Zu den Befürwortern der Alzheimer-Medikamente zählt auch der
gemeinnützige Verein „Hirnliga“, Deutschlands Alzheimer-
Forscher. Sie wecken:

„Hoffnungen auf Früherkennung und frühe Behandlung“
„wenn wir… gezielt Medikamente einsetzen könnten“.

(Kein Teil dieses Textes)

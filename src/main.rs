use anyhow::Result;
use clap::Parser;
use tracing_subscriber::EnvFilter;
use tracing_subscriber::FmtSubscriber;
use wallet_payload_crypto::application::config::cli_args;

pub fn main() -> Result<()> {
    let tokio_runtime = tokio::runtime::Builder::new_multi_thread()
        .enable_io()
        .enable_time()
        .build()?;

    let run_result = tokio_runtime.block_on(async {
        // Fetch the CLI arguments
        let args = cli_args::Args::parse();

        set_up_logger();

        wallet_payload_crypto::initialize(args).await
    });

    tokio_runtime.shutdown_timeout(tokio::time::Duration::from_secs(10));

    run_result
}

/// Configure logger to use ISO-8601, of which rfc3339 is a subset. Install
/// global collector configured based on RUST_LOG env var. Accepted `RUST_LOG`
/// values are `trace`, `debug`, `info`, `warn`, and `error`.
///
/// Logs go to stderr; stdout carries the command output.
fn set_up_logger() {
    tracing::subscriber::set_global_default(
        FmtSubscriber::builder()
            .with_timer(tracing_subscriber::fmt::time::UtcTime::rfc_3339())
            .with_env_filter(
                EnvFilter::try_from_default_env().unwrap_or_else(|_| EnvFilter::new("warn")),
            )
            .with_thread_ids(true)
            .with_writer(std::io::stderr)
            .finish(),
    )
    .map_err(|_err| eprintln!("Unable to set global default subscriber"))
    .expect("Failed to set trace subscriber");
}
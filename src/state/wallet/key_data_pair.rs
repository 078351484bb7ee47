use serde::Deserialize;
use serde::Serialize;

/// Key material paired with the data it should transform
///
/// Uniform input for the encrypt / decrypt operations of
/// [`WalletCryptoService`](super::wallet_crypto_service::WalletCryptoService).
#[derive(Debug, Clone, PartialEq, Eq, Hash, Serialize, Deserialize)]
pub struct KeyDataPair<K, D> {
    pub key: K,
    pub data: D,
}

impl<K, D> KeyDataPair<K, D> {
    pub fn new(key: K, data: D) -> Self {
        Self { key, data }
    }
}
//! Cipher recipes used by first generation (v1) wallet payloads
//!
//! A v1 payload is a bare base64 string without an envelope, so nothing in it
//! says how it was encrypted. Old clients used several mode / padding /
//! iteration combinations; the only way to read such a payload is to try each
//! of them in turn.

use tracing::debug;

use super::cipher::AesOptions;
use super::cipher::BlockMode;
use super::cipher::Padding;

/// One historical encryption configuration
#[derive(Debug, Clone, Copy, PartialEq, Eq, Hash)]
pub struct CipherRecipe {
    pub options: AesOptions,
    pub pbkdf2_iterations: u32,
}

impl CipherRecipe {
    pub const fn new(block_mode: BlockMode, padding: Padding, pbkdf2_iterations: u32) -> Self {
        Self {
            options: AesOptions::new(block_mode, padding),
            pbkdf2_iterations,
        }
    }
}

impl std::fmt::Display for CipherRecipe {
    fn fmt(&self, f: &mut std::fmt::Formatter<'_>) -> std::fmt::Result {
        write!(f, "{}, {} iteration(s)", self.options, self.pbkdf2_iterations)
    }
}

/// v1 recipes, most common first. The order is part of the format: do not
/// reorder.
pub const LEGACY_V1_RECIPES: [CipherRecipe; 4] = [
    CipherRecipe::new(BlockMode::Cbc, Padding::Iso10126, 10),
    CipherRecipe::new(BlockMode::Ofb, Padding::NoPadding, 1),
    CipherRecipe::new(BlockMode::Ofb, Padding::Iso78164, 1),
    CipherRecipe::new(BlockMode::Cbc, Padding::Iso10126, 1),
];

/// Run `attempt` for each recipe in order and return the index and output of
/// the first one that succeeds.
///
/// Failed attempts are expected and only logged.
pub fn first_successful<T, E, F>(recipes: &[CipherRecipe], mut attempt: F) -> Option<(usize, T)>
where
    E: std::fmt::Display,
    F: FnMut(&CipherRecipe) -> Result<T, E>,
{
    recipes
        .iter()
        .enumerate()
        .find_map(|(index, recipe)| match attempt(recipe) {
            Ok(output) => Some((index, output)),
            Err(e) => {
                debug!("v1 recipe {} ({}) failed: {}", index, recipe, e);
                None
            }
        })
}

#[cfg(test)]
mod tests {
    use super::*;

    #[test]
    fn test_recipe_order() {
        assert_eq!(
            [
                (BlockMode::Cbc, Padding::Iso10126, 10),
                (BlockMode::Ofb, Padding::NoPadding, 1),
                (BlockMode::Ofb, Padding::Iso78164, 1),
                (BlockMode::Cbc, Padding::Iso10126, 1),
            ],
            LEGACY_V1_RECIPES.map(|r| (r.options.block_mode, r.options.padding, r.pbkdf2_iterations))
        );
    }

    #[test]
    fn test_first_successful_stops_at_first_success() {
        let mut attempted = vec![];
        let result = first_successful(&LEGACY_V1_RECIPES, |recipe| {
            attempted.push(*recipe);
            match attempted.len() {
                3 => Ok("third"),
                _ => Err("nope"),
            }
        });

        assert_eq!(Some((2, "third")), result);
        assert_eq!(&LEGACY_V1_RECIPES[..3], attempted.as_slice());
    }

    #[test]
    fn test_first_successful_exhausted() {
        let mut calls = 0;
        let result: Option<(usize, ())> = first_successful(&LEGACY_V1_RECIPES, |_| {
            calls += 1;
            Err("nope")
        });

        assert_eq!(None, result);
        assert_eq!(LEGACY_V1_RECIPES.len(), calls);
    }
}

Die Boulevardpresse greift das gerne auf:
„Die neuen Therapien gegen Alzheimer – … Blocker-
Medikamente…“ Die Quelle? Immer wieder „die deutsche
Hirnliga“.

Maßgeblich gesponsert wird der Verein von der Pharmaindustrie,
vor allem von Schwabe Arzneimittel. Deren Geschäftsführer ist
Professor Michael Habs – und der ist auch Schatzmeister der
Hirnliga.

O-Ton Peter Schönhöfer, Arzneimittelexperte:
Von dem Verein halte ich gar nichts. Ich kenne den jetzt
schon seit den Neunzehnhundert-70er, 80er Jahre als eine
Vereinigung von Professoren, die im Dienste der
Pharmaindustrie Werbung für Produkte im Bereich der
Hirnfunktion machen.

Vorsitzender der Hirnliga ist Professor Hans-Jürgen Möller. Er
weist alle Vorwürfe zurück. Möller war Chef der Psychiatrie an der
Uniklinik München.

Auf deren Internetseite findet man ein nicht zulässiges Werbefoto
mit gängigen Alzheimer-Medikamenten, die, so heißt es, das
Fortschreiten der Erkrankung verzögern sollen.

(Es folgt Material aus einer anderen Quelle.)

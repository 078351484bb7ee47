pub mod command;
pub mod config;
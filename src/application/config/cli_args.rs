use std::path::PathBuf;

use clap::Parser;
use clap::Subcommand;

use crate::state::wallet::encryption::DEFAULT_PBKDF2_ITERATIONS;

/// The `wallet-payload-crypto` command-line program encrypts and decrypts
/// wallet payloads.
///
/// Results are written to stdout, log output goes to stderr.
#[derive(Parser, Debug, Clone)]
#[clap(author, version, about)]
pub struct Args {
    /// Read the wallet password from this environment variable instead of
    /// prompting for it.
    ///
    /// Environment variables are visible to other processes of the same user.
    /// Only use this for testing and automation.
    #[clap(long, global = true, value_name = "VAR")]
    pub password_env: Option<String>,

    #[clap(subcommand)]
    pub command: Command,
}

#[derive(Subcommand, Debug, Clone, PartialEq, Eq)]
pub enum Command {
    /// Encrypt plaintext into a base64 payload.
    Encrypt {
        #[clap(long, default_value_t = DEFAULT_PBKDF2_ITERATIONS, value_parser = clap::value_parser!(u32).range(1..))]
        pbkdf2_iterations: u32,

        /// File holding the plaintext. Reads stdin if absent.
        #[clap(value_name = "FILE")]
        input: Option<PathBuf>,
    },

    /// Decrypt a bare base64 payload.
    Decrypt {
        #[clap(long, default_value_t = DEFAULT_PBKDF2_ITERATIONS, value_parser = clap::value_parser!(u32).range(1..))]
        pbkdf2_iterations: u32,

        /// File holding the payload. Reads stdin if absent.
        #[clap(value_name = "FILE")]
        input: Option<PathBuf>,
    },

    /// Decrypt stored wallet data, either a JSON envelope or a v1 payload.
    DecryptWallet {
        /// File holding the wallet data. Reads stdin if absent.
        #[clap(value_name = "FILE")]
        input: Option<PathBuf>,
    },

    /// Encrypt plaintext into a verified JSON envelope of the current
    /// version.
    Wrap {
        #[clap(long, default_value_t = DEFAULT_PBKDF2_ITERATIONS, value_parser = clap::value_parser!(u32).range(1..))]
        pbkdf2_iterations: u32,

        /// File holding the plaintext. Reads stdin if absent.
        #[clap(value_name = "FILE")]
        input: Option<PathBuf>,
    },
}

impl Command {
    pub fn input(&self) -> Option<&PathBuf> {
        match self {
            Command::Encrypt { input, .. }
            | Command::Decrypt { input, .. }
            | Command::DecryptWallet { input }
            | Command::Wrap { input, .. } => input.as_ref(),
        }
    }

    /// Whether the command produces ciphertext, and so needs a new password
    pub fn creates_ciphertext(&self) -> bool {
        matches!(self, Command::Encrypt { .. } | Command::Wrap { .. })
    }
}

Nach unserer Anfrage löscht die Uni sofort Foto und Text.
Professor Möller erklärt, für die „fehlerhafte Aussage“ habe er
zwar die „presserechtliche Verantwortung“, aber „der Text
stammt nicht von mir“.

Das Geschäft mit Alzheimer: fragwürdige Werbung, unbewiesene
Versprechen. So können falsche Hoffnungen geweckt werden.
Dabei wäre menschliche Wärme wirksamer.